We could not attend but received the following summary that is being circulate in San Miguel.
There certainly seems to be a lot of confusion and about as many questions as answers.


Three types of visas were discussed in some detail at the meeting, pending 
the promulgation of the new regulations in November. The relationship 
between each visa and temporary card permits was also discussed.

1. Visitante. (the old FMM or FMT).

When foreigners first enter Mexico, they will obtain a Visitor 
("Visitante") visa. This visa is good for up to 180 days. Visitantes may also obtain 
a temporary permit to bring a foreign-plated car into Mexico for the same 
period of time.

Pending the new regulations, it may not be possible for a Visitante to 
move to a Residente Temporal (the old FM3) without leaving the country. IIt 
may be necessary for someone with a Visitante visa to leave Mexico before it 
expires and apply at a Mexican Consulate for a "pre-FM3"/Temporary 
Resident visa. With this "pre-visa," they could re-enter Mexico and exchange it 
in SMA or elsewhere for a Temporary Resident visa/card. 
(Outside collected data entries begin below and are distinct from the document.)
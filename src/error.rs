use crate::models::ParseError;
use axum::{
    http::StatusCode,
    response::{IntoResponse, Response},
    Json,
};
use serde::Serialize;

pub const NOT_FOUND_MESSAGE: &str = "해당 매물을 찾을 수 없습니다.";
pub const UNKNOWN_DISTRICT_MESSAGE: &str = "해당 지역을 찾을 수 없습니다.";
pub const INTERNAL_ERROR_MESSAGE: &str = "요청 처리 중 오류가 발생했습니다.";

#[derive(Debug, thiserror::Error)]
pub enum ApiError {
    #[error("Listing not found: {0}")]
    NotFound(String),

    #[error("Unknown district: {0}")]
    UnknownDistrict(String),

    #[error("Invalid parameter: {0}")]
    InvalidParameter(#[from] ParseError),

    #[error(transparent)]
    Internal(#[from] anyhow::Error),
}

#[derive(Debug, Serialize)]
pub struct ErrorBody {
    pub error: String,
}

impl IntoResponse for ApiError {
    fn into_response(self) -> Response {
        let (status, message) = match &self {
            ApiError::NotFound(id) => {
                tracing::debug!("No listing with id {}", id);
                (StatusCode::NOT_FOUND, NOT_FOUND_MESSAGE.to_string())
            }
            ApiError::UnknownDistrict(name) => {
                tracing::debug!("No district named {}", name);
                (StatusCode::NOT_FOUND, UNKNOWN_DISTRICT_MESSAGE.to_string())
            }
            ApiError::InvalidParameter(e) => {
                tracing::debug!("Rejected request: {}", e);
                (StatusCode::BAD_REQUEST, e.to_string())
            }
            ApiError::Internal(e) => {
                tracing::error!("Error handling request: {:#}", e);
                (StatusCode::INTERNAL_SERVER_ERROR, INTERNAL_ERROR_MESSAGE.to_string())
            }
        };

        (status, Json(ErrorBody { error: message })).into_response()
    }
}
2. Residente Temporal (the old FM3). A foreigner may obtain a Temporary 
Resident visa. They may renew this visa four times. They may obtain 
temporary permit to have a foreign-plated car in Mexico.

As reported earlier on the CL, under the new procedures being implemented 
now, it is no longer possible to move seamlessly from one FM3 to a new 
Residente Temporal (FM3) five-year cycle. Your current FM3 must expire before 
you may apply for a Residente Temporal, a new five-year cycle.
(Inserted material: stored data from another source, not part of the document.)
use anyhow::{Context, Result};

/// Process settings, read from the environment (or `.env`)
#[derive(Debug, Clone, PartialEq, Eq)]
pub struct Config {
    pub host: String,
    pub port: u16,
    pub listing_count: usize,
    /// Fixed generator seed; random when unset
    pub listing_seed: Option<u64>,
}

impl Config {
    pub fn from_env() -> Result<Self> {
        Self::from_lookup(|key| std::env::var(key).ok())
    }

    fn from_lookup(lookup: impl Fn(&str) -> Option<String>) -> Result<Self> {
        let host = lookup("HOST").unwrap_or_else(|| "0.0.0.0".to_string());
        let port = lookup("PORT")
            .unwrap_or_else(|| "3000".to_string())
            .parse::<u16>()
            .context("Invalid PORT")?;
        let listing_count = lookup("LISTING_COUNT")
            .unwrap_or_else(|| "100".to_string())
            .parse::<usize>()
            .context("Invalid LISTING_COUNT")?;
        let listing_seed = lookup("LISTING_SEED")
            .map(|seed| seed.parse::<u64>())
            .transpose()
            .context("Invalid LISTING_SEED")?;

        Ok(Self {
            host,
            port,
            listing_count,
            listing_seed,
        })
    }

    pub fn bind_addr(&self) -> String {
        format!("{}:{}", self.host, self.port)
    }
}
Thus, at the end of the fourth renewal year, a Temporary Resident will 
have two or three options:

(a) obtain a Permanent Resident visa. (See #3 below.)
(b) leave Mexico and return on a Visitante visa, and then apply for 
another Temporary Resident visa. (See note below.)
(c) stay in Mexico, let their FM3 expire, and within 60 days apply for a 
Temporary Resident visa, and pay a fine of 1,300 to 6500 pesos. This 
process is called "regularization."

Here, too, we have to wait until the new regulations are available, as 
(option "b") may not be possible without leaving the country and visiting a 
Mexican Consulate for pre-approval.

********
Car Permits. What if the foreigner who -- (1) holds a FM3 that is about 
to expire and (2) wants to apply for a Temporary Resident visa -- has a 
U.S. plated car with a car permit? Will the car permit be rendered invalid 
when her FM3 expires?

Opinion on this issue is divided. The Aduanas law seems to say that, 
because the "continuity" of visa status has been broken when a visa expires, 
the visa holder must leave Mexico, cancel the car's permit, and then re-enter 
Mexico on a new visa with a new car permit.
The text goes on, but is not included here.